Stored data
┄┄┄┄┄┄
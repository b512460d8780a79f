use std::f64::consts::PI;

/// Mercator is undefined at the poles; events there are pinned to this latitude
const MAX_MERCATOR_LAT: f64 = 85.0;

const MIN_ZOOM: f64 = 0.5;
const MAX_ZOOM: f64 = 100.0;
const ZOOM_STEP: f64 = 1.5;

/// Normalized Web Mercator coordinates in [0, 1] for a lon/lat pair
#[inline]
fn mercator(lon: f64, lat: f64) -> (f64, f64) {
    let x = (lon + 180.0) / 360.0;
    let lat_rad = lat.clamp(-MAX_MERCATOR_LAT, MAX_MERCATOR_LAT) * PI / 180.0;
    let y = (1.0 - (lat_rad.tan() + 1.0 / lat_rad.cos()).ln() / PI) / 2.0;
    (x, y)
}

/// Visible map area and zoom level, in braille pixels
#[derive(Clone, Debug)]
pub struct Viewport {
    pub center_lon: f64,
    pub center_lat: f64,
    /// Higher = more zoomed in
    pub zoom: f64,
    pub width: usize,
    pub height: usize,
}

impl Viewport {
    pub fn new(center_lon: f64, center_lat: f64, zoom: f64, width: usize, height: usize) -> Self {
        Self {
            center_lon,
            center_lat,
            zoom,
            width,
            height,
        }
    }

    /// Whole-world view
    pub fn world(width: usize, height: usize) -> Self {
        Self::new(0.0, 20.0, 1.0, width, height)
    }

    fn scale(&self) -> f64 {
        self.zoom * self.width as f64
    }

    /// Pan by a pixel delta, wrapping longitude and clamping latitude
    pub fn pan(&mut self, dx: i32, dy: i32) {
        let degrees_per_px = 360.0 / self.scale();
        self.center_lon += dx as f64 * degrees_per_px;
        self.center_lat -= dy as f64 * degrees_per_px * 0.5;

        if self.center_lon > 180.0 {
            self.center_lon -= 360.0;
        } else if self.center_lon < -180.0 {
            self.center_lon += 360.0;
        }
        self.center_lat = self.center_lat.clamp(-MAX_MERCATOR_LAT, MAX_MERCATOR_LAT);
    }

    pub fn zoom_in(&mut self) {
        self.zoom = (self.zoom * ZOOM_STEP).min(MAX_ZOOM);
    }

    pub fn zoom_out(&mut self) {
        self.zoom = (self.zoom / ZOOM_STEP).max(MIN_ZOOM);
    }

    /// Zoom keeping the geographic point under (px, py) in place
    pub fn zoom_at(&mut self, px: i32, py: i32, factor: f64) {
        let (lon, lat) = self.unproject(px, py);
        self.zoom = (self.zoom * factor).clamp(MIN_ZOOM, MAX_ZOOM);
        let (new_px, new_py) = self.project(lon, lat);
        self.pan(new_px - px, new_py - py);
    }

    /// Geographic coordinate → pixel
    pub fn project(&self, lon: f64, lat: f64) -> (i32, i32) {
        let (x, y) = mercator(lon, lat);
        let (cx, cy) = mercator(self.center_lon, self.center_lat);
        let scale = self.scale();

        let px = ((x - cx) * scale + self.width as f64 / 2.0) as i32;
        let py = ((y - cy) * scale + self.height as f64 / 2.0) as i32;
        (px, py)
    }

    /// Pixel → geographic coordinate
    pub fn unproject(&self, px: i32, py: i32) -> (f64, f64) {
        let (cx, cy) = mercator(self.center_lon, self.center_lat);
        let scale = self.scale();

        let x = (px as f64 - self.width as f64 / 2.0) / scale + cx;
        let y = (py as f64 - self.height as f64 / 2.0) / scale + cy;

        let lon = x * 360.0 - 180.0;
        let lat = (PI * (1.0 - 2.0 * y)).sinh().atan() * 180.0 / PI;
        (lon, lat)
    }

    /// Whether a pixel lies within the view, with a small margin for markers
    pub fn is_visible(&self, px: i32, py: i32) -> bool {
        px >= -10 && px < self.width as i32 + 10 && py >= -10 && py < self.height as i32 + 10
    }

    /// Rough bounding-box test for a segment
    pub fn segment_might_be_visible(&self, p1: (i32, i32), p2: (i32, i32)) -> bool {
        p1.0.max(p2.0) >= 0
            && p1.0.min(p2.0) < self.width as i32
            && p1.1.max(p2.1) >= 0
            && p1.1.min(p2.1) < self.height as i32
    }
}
┄┄┄┄┄┄
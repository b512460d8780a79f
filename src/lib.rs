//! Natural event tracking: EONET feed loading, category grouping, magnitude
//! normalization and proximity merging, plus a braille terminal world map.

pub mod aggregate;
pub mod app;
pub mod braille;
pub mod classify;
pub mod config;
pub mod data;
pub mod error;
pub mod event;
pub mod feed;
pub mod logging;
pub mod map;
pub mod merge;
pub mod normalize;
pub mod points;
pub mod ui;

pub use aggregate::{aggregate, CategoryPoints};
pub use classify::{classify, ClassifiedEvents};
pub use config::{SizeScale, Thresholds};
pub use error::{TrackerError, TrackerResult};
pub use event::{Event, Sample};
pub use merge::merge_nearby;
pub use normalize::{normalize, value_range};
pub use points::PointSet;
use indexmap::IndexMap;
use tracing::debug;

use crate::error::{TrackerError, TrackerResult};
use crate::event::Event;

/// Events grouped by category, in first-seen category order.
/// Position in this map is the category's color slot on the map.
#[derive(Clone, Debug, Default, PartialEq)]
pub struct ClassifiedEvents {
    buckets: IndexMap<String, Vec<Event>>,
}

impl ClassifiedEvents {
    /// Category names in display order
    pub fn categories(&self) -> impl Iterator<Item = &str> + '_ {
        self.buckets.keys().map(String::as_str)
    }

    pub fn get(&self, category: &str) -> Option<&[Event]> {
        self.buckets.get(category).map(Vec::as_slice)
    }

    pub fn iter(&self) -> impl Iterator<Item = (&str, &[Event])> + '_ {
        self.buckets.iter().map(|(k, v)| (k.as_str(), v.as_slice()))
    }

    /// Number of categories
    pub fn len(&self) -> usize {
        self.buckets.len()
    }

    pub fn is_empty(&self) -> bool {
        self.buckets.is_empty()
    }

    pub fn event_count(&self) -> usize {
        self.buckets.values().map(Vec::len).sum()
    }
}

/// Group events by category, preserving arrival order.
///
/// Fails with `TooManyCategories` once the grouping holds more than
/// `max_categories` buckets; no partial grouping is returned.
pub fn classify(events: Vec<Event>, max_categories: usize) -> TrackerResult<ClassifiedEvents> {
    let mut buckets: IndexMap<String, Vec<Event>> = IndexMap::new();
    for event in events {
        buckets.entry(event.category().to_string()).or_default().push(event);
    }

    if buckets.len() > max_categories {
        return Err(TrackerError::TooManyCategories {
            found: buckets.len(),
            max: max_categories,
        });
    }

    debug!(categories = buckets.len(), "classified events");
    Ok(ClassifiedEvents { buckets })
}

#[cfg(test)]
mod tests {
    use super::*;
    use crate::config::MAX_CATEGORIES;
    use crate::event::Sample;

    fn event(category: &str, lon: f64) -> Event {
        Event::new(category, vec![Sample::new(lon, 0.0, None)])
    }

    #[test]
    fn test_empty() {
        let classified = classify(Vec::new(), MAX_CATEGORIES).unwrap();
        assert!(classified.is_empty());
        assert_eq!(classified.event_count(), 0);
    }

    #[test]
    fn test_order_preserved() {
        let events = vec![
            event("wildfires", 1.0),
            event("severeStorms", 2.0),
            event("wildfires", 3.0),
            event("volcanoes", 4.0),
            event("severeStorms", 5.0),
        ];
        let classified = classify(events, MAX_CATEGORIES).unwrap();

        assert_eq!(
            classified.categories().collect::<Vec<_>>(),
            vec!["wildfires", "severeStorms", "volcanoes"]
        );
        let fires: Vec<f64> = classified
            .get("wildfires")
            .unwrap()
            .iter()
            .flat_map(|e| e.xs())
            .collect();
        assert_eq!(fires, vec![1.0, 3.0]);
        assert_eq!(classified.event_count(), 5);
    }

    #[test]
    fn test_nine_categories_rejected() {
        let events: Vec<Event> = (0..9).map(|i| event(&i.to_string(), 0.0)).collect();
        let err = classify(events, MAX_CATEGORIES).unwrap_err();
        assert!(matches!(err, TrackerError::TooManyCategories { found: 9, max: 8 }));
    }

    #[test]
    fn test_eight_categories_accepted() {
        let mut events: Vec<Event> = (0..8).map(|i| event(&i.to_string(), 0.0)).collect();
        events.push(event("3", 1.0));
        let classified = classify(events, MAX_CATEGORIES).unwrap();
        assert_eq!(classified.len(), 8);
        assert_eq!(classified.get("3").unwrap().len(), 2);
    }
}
┄┄┄┄┄┄
■ **WORK ITEM**: Look through the data above for the word "with". Report each line where it occurs.

■ **TASK OUTPUT**:
    /// Whether a pixel lies within the view, with a small margin for markers
/// Fails with `TooManyCategories` once the grouping holds more than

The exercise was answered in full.